Stored data:
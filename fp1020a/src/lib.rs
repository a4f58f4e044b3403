//! # fp1020a
//!
//! Rust driver for Biovo FP1020A UART fingerprint sensor modules.
//!
//! ## Features
//!
//! - Typed protocol implementation (8-byte XOR-checked frames, 5-byte replies)
//! - Blocking API over any byte [`Transport`]
//! - Enrollment, deletion, 1:1 and 1:N matching, sensor configuration
//! - Distinct errors for "no reply" and "sensor said no"
//!
//! ## Quick Start
//!
//! ```no_run
//! use fp1020a::{Sensor, TcpTransport, UserLevel};
//!
//! fn main() -> fp1020a::Result<()> {
//!     // Sensor behind a serial-to-TCP bridge
//!     let mut transport = TcpTransport::new("192.168.4.1", 23);
//!     transport.connect()?;
//!
//!     let mut sensor = Sensor::new(transport);
//!
//!     // Enroll user 1 with three touches
//!     sensor.enroll_start(1, UserLevel::Level1)?;
//!     sensor.enroll_intermediate(1, UserLevel::Level1)?;
//!     sensor.enroll_end(1, UserLevel::Level1)?;
//!
//!     // Identify
//!     let auth = sensor.authenticate()?;
//!     println!("{}", auth);
//!
//!     Ok(())
//! }
//! ```

pub mod dispatcher;
pub mod error;
pub mod sensor;
pub mod shared;

#[cfg(test)]
pub(crate) mod testing;

// Re-exports
pub use dispatcher::Dispatcher;
pub use error::{Error, Result};
pub use sensor::Sensor;
pub use shared::SharedSensor;

// Re-export protocol and transport types
pub use fp1020a_core::{AckCode, Command, Frame, Reply};
pub use fp1020a_transport::{TcpTransport, Transport};
pub use fp1020a_types::{AuthResult, BaudRate, CompareLevel, EnrollStage, UserLevel};
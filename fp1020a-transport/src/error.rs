//! Transport errors

use std::io;

pub type Result<T> = std::result::Result<T, Error>;

#[derive(Debug, thiserror::Error)]
pub enum Error {
    #[error("Not connected")]
    NotConnected,

    #[error("Already connected")]
    AlreadyConnected,

    #[error("Connection timeout")]
    ConnectionTimeout,

    #[error("Read timeout")]
    ReadTimeout,

    #[error("Connection closed by remote")]
    ConnectionClosed,

    #[error("Short write: {written} of {expected} bytes sent")]
    ShortWrite { expected: usize, written: usize },

    #[error("Short read: {actual} of {expected} bytes received")]
    ShortRead { expected: usize, actual: usize },

    #[error("I/O error: {0}")]
    Io(#[from] io::Error),

    #[error("Invalid address: {0}")]
    InvalidAddress(String),
}
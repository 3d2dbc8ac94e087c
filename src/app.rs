use std::path::PathBuf;
use std::sync::Arc;

use chrono::Utc;
use tracing::{debug, info};

use crate::config::{ClientConfig, TemplateSource};
use crate::controller::{ActionKind, Controller, ControllerSpec, PARALLEL_SERVER, SINGLE_SERVER};
use crate::dispatch::{Dispatcher, Transport};
use crate::error::{Error, Result};
use crate::events::EventRouter;
use crate::page::{Page, Selector};
use crate::state::Outcome;
use crate::templates::Templates;

pub fn controller_specs() -> [&'static ControllerSpec; 2] {
    [&SINGLE_SERVER, &PARALLEL_SERVER]
}

/// A user interaction: fill the page, then press a control.
#[derive(Clone, Debug, PartialEq)]
pub enum Step {
    Fill {
        form: Selector,
        field: &'static str,
        value: String,
    },
    Attach {
        form: Selector,
        path: PathBuf,
    },
    Check {
        checkbox: Selector,
        checked: bool,
    },
    Trigger(Selector),
    Confirm,
}

pub struct App {
    page: Page,
    router: EventRouter,
    controllers: Vec<Controller>,
}

impl App {
    /// Loads the templates, and only then builds the page and initializes
    /// every controller once.
    pub async fn bootstrap(config: &ClientConfig, transport: Arc<dyn Transport>) -> Result<Self> {
        let dispatcher = Dispatcher::new(transport);
        let templates = Arc::new(match config.templates {
            TemplateSource::Remote => Templates::load(&dispatcher).await?,
            TemplateSource::Builtin => Templates::builtin()?,
        });

        let mut page = Page::new(config.flash.board()?);
        let mut router = EventRouter::default();
        let controllers = controller_specs()
            .into_iter()
            .map(|spec| {
                Controller::new(
                    spec,
                    dispatcher.clone(),
                    Arc::clone(&templates),
                    config.download_dir.clone(),
                    config.fetch_plots,
                )
            })
            .collect::<Vec<_>>();
        for (index, controller) in controllers.iter().enumerate() {
            controller.init(index, &mut page, &mut router)?;
        }
        info!(
            base_url = %config.base_url,
            controls = router.len(),
            "page ready"
        );

        Ok(Self {
            page,
            router,
            controllers,
        })
    }

    pub fn page(&self) -> &Page {
        &self.page
    }

    pub fn page_mut(&mut self) -> &mut Page {
        &mut self.page
    }

    pub fn router(&self) -> &EventRouter {
        &self.router
    }

    /// Re-runs init for every controller; always fails on the first bound
    /// control.
    pub fn reinit(&mut self) -> Result<()> {
        for (index, controller) in self.controllers.iter().enumerate() {
            controller.init(index, &mut self.page, &mut self.router)?;
        }
        Ok(())
    }

    pub async fn trigger(&mut self, control: &str) -> Result<Outcome> {
        self.page.flash.sweep(Utc::now());
        let binding = self.router.resolve(control)?;
        let controller = self
            .controllers
            .get_mut(binding.controller)
            .ok_or_else(|| Error::UnboundControl(control.to_string()))?;
        debug!(control, action = %binding.action, "trigger");
        controller.handle(binding.action, &mut self.page).await
    }

    /// Presses the confirm control of whichever controller owns the open
    /// confirmation modal.
    pub async fn confirm_open_modal(&mut self) -> Result<Outcome> {
        let open = self.page.open_modals().collect::<Vec<_>>();
        let control = self
            .controllers
            .iter()
            .filter(|controller| open.contains(&controller.spec().modal))
            .find_map(|controller| controller.spec().action(ActionKind::ConfirmClear))
            .map(|action| action.control)
            .ok_or(Error::ConfirmationNotRequested)?;
        self.trigger(control).await
    }

    pub fn cancel_modals(&mut self) {
        let open = self.page.open_modals().collect::<Vec<_>>();
        for modal in open {
            self.page.close_modal(modal);
        }
    }

    /// Applies each step in order; returns the outcome of the last control
    /// pressed.
    pub async fn perform(&mut self, steps: &[Step]) -> Result<Option<Outcome>> {
        let mut last = None;
        for step in steps {
            match step {
                Step::Fill { form, field, value } => {
                    self.page.form_mut(form)?.set(field, value);
                }
                Step::Attach { form, path } => {
                    let bytes = tokio::fs::read(path).await.map_err(|err| {
                        Error::Io(format!("failed to read '{}': {}", path.display(), err))
                    })?;
                    let file_name = path
                        .file_name()
                        .and_then(|name| name.to_str())
                        .unwrap_or("upload")
                        .to_string();
                    self.page.form_mut(form)?.attach("file", &file_name, bytes);
                }
                Step::Check { checkbox, checked } => {
                    self.page.set_checked(*checkbox, *checked);
                }
                Step::Trigger(control) => {
                    last = Some(self.trigger(control).await?);
                }
                Step::Confirm => {
                    last = Some(self.confirm_open_modal().await?);
                }
            }
        }
        Ok(last)
    }
}

#[cfg(test)]
mod tests {
    use super::*;
    use crate::controller::{parallel, single};
    use crate::dispatch::Body;
    use crate::testing::ScriptedTransport;
    use serde_json::json;

    async fn app(transport: Arc<ScriptedTransport>) -> App {
        let config = ClientConfig {
            templates: TemplateSource::Builtin,
            ..ClientConfig::default()
        };
        App::bootstrap(&config, transport).await.unwrap()
    }

    #[tokio::test]
    async fn bootstrap_binds_every_action_control() {
        let app = app(ScriptedTransport::new()).await;
        let actions = controller_specs()
            .iter()
            .map(|spec| spec.actions.len())
            .sum::<usize>();
        assert_eq!(app.router().len(), actions);
        assert!(app.page().table(single::EVENT_TABLE).is_some());
        assert!(app.page().table(parallel::SERVERS_TABLE).is_some());
    }

    #[tokio::test]
    async fn builtin_bootstrap_sends_no_requests() {
        let transport = ScriptedTransport::new();
        let _app = app(transport.clone()).await;
        assert!(transport.requests().is_empty());
    }

    #[tokio::test]
    async fn remote_bootstrap_fetches_every_template() {
        let transport = ScriptedTransport::new();
        for name in crate::templates::TemplateName::ALL {
            transport.push_bytes(&name.path(), name.builtin_source().as_bytes());
        }
        let config = ClientConfig::default();
        App::bootstrap(&config, transport.clone()).await.unwrap();

        assert_eq!(
            transport.requests().len(),
            crate::templates::TemplateName::ALL.len()
        );
    }

    #[tokio::test]
    async fn reinit_fails_on_first_bound_control() {
        let mut app = app(ScriptedTransport::new()).await;
        let err = app.reinit().unwrap_err();
        assert!(matches!(err, Error::AlreadyBound(_)));
    }

    #[tokio::test]
    async fn unknown_control_is_rejected() {
        let mut app = app(ScriptedTransport::new()).await;
        let err = app.trigger("#launchButton").await.unwrap_err();
        assert_eq!(err.to_string(), "no action bound to control '#launchButton'");
    }

    #[tokio::test]
    async fn confirm_goes_to_the_controller_owning_the_open_modal() {
        let transport = ScriptedTransport::new();
        transport.push_status("/clear_data_parallel", 200);
        let mut app = app(transport.clone()).await;

        app.trigger(parallel::CLEAR_BUTTON).await.unwrap();
        let outcome = app.confirm_open_modal().await.unwrap();

        assert_eq!(outcome, Outcome::Rendered);
        assert_eq!(transport.paths(), vec!["/clear_data_parallel".to_string()]);
        assert_eq!(app.page().open_modals().count(), 0);
    }

    #[tokio::test]
    async fn cancel_closes_the_dialog_without_a_request() {
        let transport = ScriptedTransport::new();
        let mut app = app(transport.clone()).await;

        app.trigger(single::CLEAR_BUTTON).await.unwrap();
        app.cancel_modals();

        assert!(!app.page().is_modal_open(single::CLEAR_MODAL));
        assert!(matches!(
            app.confirm_open_modal().await,
            Err(Error::ConfirmationNotRequested)
        ));
        assert!(transport.requests().is_empty());
    }

    #[tokio::test]
    async fn perform_fills_the_form_then_presses() {
        let transport = ScriptedTransport::new();
        transport.push_json(
            "/add_server",
            json!({"success": true, "events": [{"Server No.": 1, "Service Time": 4}]}),
        );
        let mut app = app(transport.clone()).await;

        let outcome = app
            .perform(&[
                Step::Fill {
                    form: parallel::ADD_SERVER_FORM,
                    field: "server_no",
                    value: "1".to_string(),
                },
                Step::Fill {
                    form: parallel::ADD_SERVER_FORM,
                    field: "service_time",
                    value: "4".to_string(),
                },
                Step::Trigger(parallel::ADD_SERVER_BUTTON),
            ])
            .await
            .unwrap();

        assert_eq!(outcome, Some(Outcome::Rendered));
        assert_eq!(app.page().table_len(parallel::SERVER_TABLE), 1);
        match &transport.requests()[0].body {
            Body::Multipart(form) => assert_eq!(
                form.fields,
                vec![
                    ("server_no".to_string(), "1".to_string()),
                    ("service_time".to_string(), "4".to_string()),
                ]
            ),
            other => panic!("expected multipart body, got {:?}", other),
        }
    }

    #[tokio::test]
    async fn attach_reads_the_file_from_disk() {
        let dir = tempfile::tempdir().unwrap();
        let path = dir.path().join("services.xlsx");
        std::fs::write(&path, b"sheet").unwrap();
        let transport = ScriptedTransport::new();
        transport.push_json("/upload_file", json!({"data": []}));
        let mut app = app(transport.clone()).await;

        app.perform(&[
            Step::Attach {
                form: single::UPLOAD_FORM,
                path,
            },
            Step::Trigger(single::UPLOAD_BUTTON),
        ])
        .await
        .unwrap();

        match &transport.requests()[0].body {
            Body::Multipart(form) => {
                assert_eq!(form.files[0].field, "file");
                assert_eq!(form.files[0].file_name, "services.xlsx");
                assert_eq!(form.files[0].bytes, b"sheet");
            }
            other => panic!("expected multipart body, got {:?}", other),
        }
    }
}
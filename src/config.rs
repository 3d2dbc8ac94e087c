use std::fs;
use std::path::{Path, PathBuf};

use clap::ValueEnum;
use reqwest::Url;
use serde::{Deserialize, Serialize};

use crate::cli::Args;
use crate::error::{Error, Result};
use crate::notify::{FlashBoard, DEFAULT_FLASH_FADE_MS, DEFAULT_FLASH_TTL_SECS};

pub const DEFAULT_BASE_URL: &str = "http://127.0.0.1:5000";
pub const DEFAULT_DOWNLOAD_DIR: &str = "downloads";

#[derive(Clone, Copy, Debug, Default, PartialEq, Eq, Deserialize, Serialize, ValueEnum)]
#[serde(rename_all = "lowercase")]
pub enum TemplateSource {
    /// Fetch fragments from the server's static assets.
    #[default]
    Remote,
    /// Use the fragments compiled into the binary.
    Builtin,
}

#[derive(Clone, Copy, Debug, Default, PartialEq, Eq, Deserialize, Serialize, ValueEnum)]
#[serde(rename_all = "lowercase")]
pub enum OutputFormat {
    #[default]
    Human,
    Json,
    Html,
}

#[derive(Clone, Debug, PartialEq, Eq, Deserialize, Serialize)]
#[serde(default, deny_unknown_fields)]
pub struct FlashConfig {
    pub ttl_secs: u64,
    pub fade_ms: u64,
}

impl FlashConfig {
    pub fn board(&self) -> Result<FlashBoard> {
        FlashBoard::new(self.ttl_secs, self.fade_ms)
    }
}

impl Default for FlashConfig {
    fn default() -> Self {
        Self {
            ttl_secs: DEFAULT_FLASH_TTL_SECS,
            fade_ms: DEFAULT_FLASH_FADE_MS,
        }
    }
}

#[derive(Clone, Debug, PartialEq, Eq, Deserialize, Serialize)]
#[serde(default, deny_unknown_fields)]
pub struct ClientConfig {
    pub base_url: String,
    pub templates: TemplateSource,
    pub download_dir: PathBuf,
    pub fetch_plots: bool,
    pub format: OutputFormat,
    pub flash: FlashConfig,
}

impl Default for ClientConfig {
    fn default() -> Self {
        Self {
            base_url: DEFAULT_BASE_URL.to_string(),
            templates: TemplateSource::default(),
            download_dir: PathBuf::from(DEFAULT_DOWNLOAD_DIR),
            fetch_plots: false,
            format: OutputFormat::default(),
            flash: FlashConfig::default(),
        }
    }
}

pub fn load_config(path: &Path) -> Result<ClientConfig> {
    let contents = fs::read_to_string(path).map_err(|err| {
        Error::ConfigIo(format!(
            "failed to read config '{}': {}",
            path.display(),
            err
        ))
    })?;
    let ext = path
        .extension()
        .and_then(|value| value.to_str())
        .unwrap_or("");

    match ext {
        "toml" => toml::from_str(&contents)
            .map_err(|err| Error::ConfigParse(format!("failed to parse TOML: {}", err))),
        "json" => serde_json::from_str(&contents)
            .map_err(|err| Error::ConfigParse(format!("failed to parse JSON: {}", err))),
        "" => Err(Error::UnsupportedConfigFormat("unknown".to_string())),
        _ => Err(Error::UnsupportedConfigFormat(ext.to_string())),
    }
}

/// File values first (when `--config` is given), then command-line flags.
pub fn build_config(args: &Args) -> Result<ClientConfig> {
    let mut config = match &args.config {
        Some(path) => load_config(path)?,
        None => ClientConfig::default(),
    };

    if let Some(base_url) = &args.base_url {
        config.base_url = base_url.clone();
    }
    if args.builtin_templates {
        config.templates = TemplateSource::Builtin;
    }
    if let Some(dir) = &args.download_dir {
        config.download_dir = dir.clone();
    }
    if let Some(format) = args.format {
        config.format = format;
    }
    if args.fetch_plots {
        config.fetch_plots = true;
    }

    validate(&config)?;
    Ok(config)
}

pub fn validate(config: &ClientConfig) -> Result<()> {
    let url = Url::parse(&config.base_url)
        .map_err(|_| Error::InvalidBaseUrl(config.base_url.clone()))?;
    if !matches!(url.scheme(), "http" | "https") || url.host_str().is_none() {
        return Err(Error::InvalidBaseUrl(config.base_url.clone()));
    }
    config.flash.board()?;
    Ok(())
}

What this task involves:
Using the material above, quote the first line and each line after it, stopping at and including the line that holds "- Blocking API".

Task answer:
filename fp1020a/src/lib.rs
repository a4f58f4e044b3403
//! # fp1020a
//!
//! Rust driver for Biovo FP1020A UART fingerprint sensor modules.
//!
//! ## Features
//!
//! - Typed protocol implementation (8-byte XOR-checked frames, 5-byte replies)
//! - Blocking API over any byte [`Transport`]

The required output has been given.